* [Task statement]
Run through the data and copy out every line that mentions the word "FormatError".

* [Dataset entries]

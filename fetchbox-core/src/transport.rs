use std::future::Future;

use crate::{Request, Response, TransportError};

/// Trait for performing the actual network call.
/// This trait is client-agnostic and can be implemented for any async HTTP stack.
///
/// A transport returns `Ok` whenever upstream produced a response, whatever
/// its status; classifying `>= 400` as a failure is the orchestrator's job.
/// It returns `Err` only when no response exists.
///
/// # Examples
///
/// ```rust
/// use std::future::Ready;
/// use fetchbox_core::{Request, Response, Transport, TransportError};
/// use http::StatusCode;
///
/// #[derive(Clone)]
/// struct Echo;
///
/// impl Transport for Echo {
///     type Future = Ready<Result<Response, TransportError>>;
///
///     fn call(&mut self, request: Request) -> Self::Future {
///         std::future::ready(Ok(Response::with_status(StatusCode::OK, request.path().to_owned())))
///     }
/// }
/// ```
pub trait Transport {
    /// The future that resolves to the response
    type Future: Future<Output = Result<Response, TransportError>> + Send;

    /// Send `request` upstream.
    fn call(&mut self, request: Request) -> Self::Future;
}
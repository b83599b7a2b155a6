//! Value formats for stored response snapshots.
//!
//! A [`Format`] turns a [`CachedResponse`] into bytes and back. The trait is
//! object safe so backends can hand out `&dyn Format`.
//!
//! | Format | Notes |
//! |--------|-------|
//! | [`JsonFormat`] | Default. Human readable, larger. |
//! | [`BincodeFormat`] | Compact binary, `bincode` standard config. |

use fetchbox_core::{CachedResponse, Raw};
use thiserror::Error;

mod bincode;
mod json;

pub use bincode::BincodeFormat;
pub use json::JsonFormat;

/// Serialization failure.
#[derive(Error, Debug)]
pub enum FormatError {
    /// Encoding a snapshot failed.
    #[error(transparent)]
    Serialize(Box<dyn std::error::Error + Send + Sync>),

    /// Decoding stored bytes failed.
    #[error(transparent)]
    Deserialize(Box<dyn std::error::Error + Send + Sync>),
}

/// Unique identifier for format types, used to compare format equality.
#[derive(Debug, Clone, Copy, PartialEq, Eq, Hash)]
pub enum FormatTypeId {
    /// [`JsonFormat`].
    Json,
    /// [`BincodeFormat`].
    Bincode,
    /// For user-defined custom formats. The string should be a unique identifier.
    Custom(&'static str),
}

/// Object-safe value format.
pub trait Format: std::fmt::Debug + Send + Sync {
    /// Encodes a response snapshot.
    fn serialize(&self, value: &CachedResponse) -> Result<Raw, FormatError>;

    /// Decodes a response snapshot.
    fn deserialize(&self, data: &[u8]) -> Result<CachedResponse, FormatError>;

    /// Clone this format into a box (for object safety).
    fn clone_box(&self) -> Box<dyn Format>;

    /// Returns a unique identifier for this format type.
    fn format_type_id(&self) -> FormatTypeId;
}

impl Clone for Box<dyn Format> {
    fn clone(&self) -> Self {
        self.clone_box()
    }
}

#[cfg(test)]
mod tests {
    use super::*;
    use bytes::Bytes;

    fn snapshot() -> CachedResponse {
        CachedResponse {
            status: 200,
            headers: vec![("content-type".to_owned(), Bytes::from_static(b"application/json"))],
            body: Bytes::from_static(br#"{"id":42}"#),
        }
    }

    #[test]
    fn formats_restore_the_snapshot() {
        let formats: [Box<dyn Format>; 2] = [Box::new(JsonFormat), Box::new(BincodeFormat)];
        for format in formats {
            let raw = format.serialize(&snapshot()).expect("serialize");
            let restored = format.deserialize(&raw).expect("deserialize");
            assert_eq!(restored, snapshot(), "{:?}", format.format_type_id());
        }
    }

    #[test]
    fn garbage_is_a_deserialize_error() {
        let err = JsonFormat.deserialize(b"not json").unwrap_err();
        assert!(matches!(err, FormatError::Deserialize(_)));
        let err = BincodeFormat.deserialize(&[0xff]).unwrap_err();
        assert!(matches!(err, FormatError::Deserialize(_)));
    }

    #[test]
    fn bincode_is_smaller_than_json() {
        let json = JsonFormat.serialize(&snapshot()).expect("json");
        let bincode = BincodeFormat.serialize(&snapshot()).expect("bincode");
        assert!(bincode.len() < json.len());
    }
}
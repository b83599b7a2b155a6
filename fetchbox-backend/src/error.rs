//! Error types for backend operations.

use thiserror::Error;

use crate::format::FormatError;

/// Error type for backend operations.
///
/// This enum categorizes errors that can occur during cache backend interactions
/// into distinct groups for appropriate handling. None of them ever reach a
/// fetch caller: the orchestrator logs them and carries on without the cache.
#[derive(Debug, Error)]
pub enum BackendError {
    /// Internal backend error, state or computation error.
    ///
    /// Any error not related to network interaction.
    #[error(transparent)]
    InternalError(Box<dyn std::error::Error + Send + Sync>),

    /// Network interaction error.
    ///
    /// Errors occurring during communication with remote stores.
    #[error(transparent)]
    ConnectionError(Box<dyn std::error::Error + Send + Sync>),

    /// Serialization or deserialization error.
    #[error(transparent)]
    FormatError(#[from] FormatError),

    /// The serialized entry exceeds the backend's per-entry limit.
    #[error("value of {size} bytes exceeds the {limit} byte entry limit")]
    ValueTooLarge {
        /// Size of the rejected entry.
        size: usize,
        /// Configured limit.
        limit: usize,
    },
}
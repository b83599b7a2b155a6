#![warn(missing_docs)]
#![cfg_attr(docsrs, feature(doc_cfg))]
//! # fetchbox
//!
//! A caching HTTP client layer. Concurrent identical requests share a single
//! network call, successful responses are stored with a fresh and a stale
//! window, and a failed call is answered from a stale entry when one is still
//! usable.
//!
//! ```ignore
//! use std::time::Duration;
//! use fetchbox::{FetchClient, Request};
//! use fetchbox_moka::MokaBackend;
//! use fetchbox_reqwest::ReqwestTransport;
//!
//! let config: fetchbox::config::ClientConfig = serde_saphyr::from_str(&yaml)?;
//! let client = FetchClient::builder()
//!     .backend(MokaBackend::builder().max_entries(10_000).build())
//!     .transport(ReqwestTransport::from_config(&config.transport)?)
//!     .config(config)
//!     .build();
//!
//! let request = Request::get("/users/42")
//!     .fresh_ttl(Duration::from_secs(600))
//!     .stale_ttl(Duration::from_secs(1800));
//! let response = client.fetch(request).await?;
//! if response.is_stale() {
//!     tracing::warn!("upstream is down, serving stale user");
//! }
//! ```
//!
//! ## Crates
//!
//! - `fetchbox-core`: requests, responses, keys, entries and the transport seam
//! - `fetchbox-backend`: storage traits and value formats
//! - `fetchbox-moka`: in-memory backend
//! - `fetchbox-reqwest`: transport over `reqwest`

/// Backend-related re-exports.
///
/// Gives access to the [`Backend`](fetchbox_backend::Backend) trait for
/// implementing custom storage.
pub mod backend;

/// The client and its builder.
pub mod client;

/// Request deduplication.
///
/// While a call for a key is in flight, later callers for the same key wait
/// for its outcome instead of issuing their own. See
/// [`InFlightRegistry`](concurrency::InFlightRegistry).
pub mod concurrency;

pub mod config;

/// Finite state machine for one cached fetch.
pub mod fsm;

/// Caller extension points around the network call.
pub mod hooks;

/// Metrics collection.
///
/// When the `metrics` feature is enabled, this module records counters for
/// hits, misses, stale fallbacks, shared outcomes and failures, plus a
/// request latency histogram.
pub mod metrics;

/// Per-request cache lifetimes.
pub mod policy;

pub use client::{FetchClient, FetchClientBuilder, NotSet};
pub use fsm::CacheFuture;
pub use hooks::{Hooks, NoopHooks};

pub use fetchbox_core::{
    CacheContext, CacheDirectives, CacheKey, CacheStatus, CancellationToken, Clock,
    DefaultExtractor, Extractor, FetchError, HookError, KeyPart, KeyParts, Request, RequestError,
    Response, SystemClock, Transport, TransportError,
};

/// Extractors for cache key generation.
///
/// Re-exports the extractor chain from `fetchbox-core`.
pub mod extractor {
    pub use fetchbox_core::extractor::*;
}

* [Your solution]
pub enum FormatError {
    fn serialize(&self, value: &CachedResponse) -> Result<Raw, FormatError>;
    fn deserialize(&self, data: &[u8]) -> Result<CachedResponse, FormatError>;
        assert!(matches!(err, FormatError::Deserialize(_)));
        assert!(matches!(err, FormatError::Deserialize(_)));
use crate::format::FormatError;
    FormatError(#[from] FormatError),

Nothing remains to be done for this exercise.